For years, we IT database professionals have designed transactional and warehouse systems to house the information for analytics and BI. These designs are founded on understanding the business problems and reporting needs. Big Data presents a new problem because the slices of information aren't always known until they're discovered. Verizon has just filed a patent on a DVR which can monitor the physical locations, facial expressions, conversation topics etc of its viewers. Think of the data being harvested here! Obviously there are target marketing opportunities, but Verizon will face an immediate issue of figuring out whether to slice data by demographic, show viewed, time of viewing, amount viewed, how close attention are they paying, are they using mobile devices in tandem. The questions, and slicing possibilities are endless. So how will IT professionals design the system and know how to start cutting?
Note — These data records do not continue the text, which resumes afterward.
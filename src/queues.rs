use std::collections::VecDeque;

use crate::error::{Error, Result};
use crate::models::CustomerClass;
use crate::state::Customer;

/// Two strict-FIFO waiting lines, one per customer class. A customer sits in
/// at most one queue, and in none once handed to a window.
#[derive(Debug, Default)]
pub struct QueueStore {
    normal: VecDeque<Customer>,
    priority: VecDeque<Customer>,
}

impl QueueStore {
    pub fn new() -> Self {
        Self::default()
    }

    pub fn enqueue(&mut self, class: CustomerClass, customer: Customer) {
        self.line_mut(class).push_back(customer);
    }

    pub fn dequeue_front(&mut self, class: CustomerClass) -> Result<Customer> {
        self.line_mut(class)
            .pop_front()
            .ok_or(Error::EmptyQueue(class))
    }

    pub fn peek(&self, class: CustomerClass) -> Option<&Customer> {
        self.line(class).front()
    }

    pub fn len(&self, class: CustomerClass) -> usize {
        self.line(class).len()
    }

    pub fn is_empty(&self, class: CustomerClass) -> bool {
        self.line(class).is_empty()
    }

    pub fn total_len(&self) -> usize {
        self.normal.len() + self.priority.len()
    }

    fn line(&self, class: CustomerClass) -> &VecDeque<Customer> {
        match class {
            CustomerClass::Normal => &self.normal,
            CustomerClass::Priority => &self.priority,
        }
    }

    fn line_mut(&mut self, class: CustomerClass) -> &mut VecDeque<Customer> {
        match class {
            CustomerClass::Normal => &mut self.normal,
            CustomerClass::Priority => &mut self.priority,
        }
    }
}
To continue the analogy, is there some method we can use to separate our mass of data into primal cuts? Take Raju's driving data example: a mechanic knows his primals may include drivetrain, suspension, and environment but take that same mechanic and hand him weather data and he likely will not know how to make his first cut. I suspect a heavy reliance on subject matter experts will always be necessary, rather than a generic approach which applies to all scenarios. There will eventually be people who can do the Big Data analytics and know where to start, but will they always be subject specific?. For the foreseeable future, successful Big Data projects will require a partnership between SME and ‘technician'; it could remain hard to find a butcher who can handle both cows and sharks.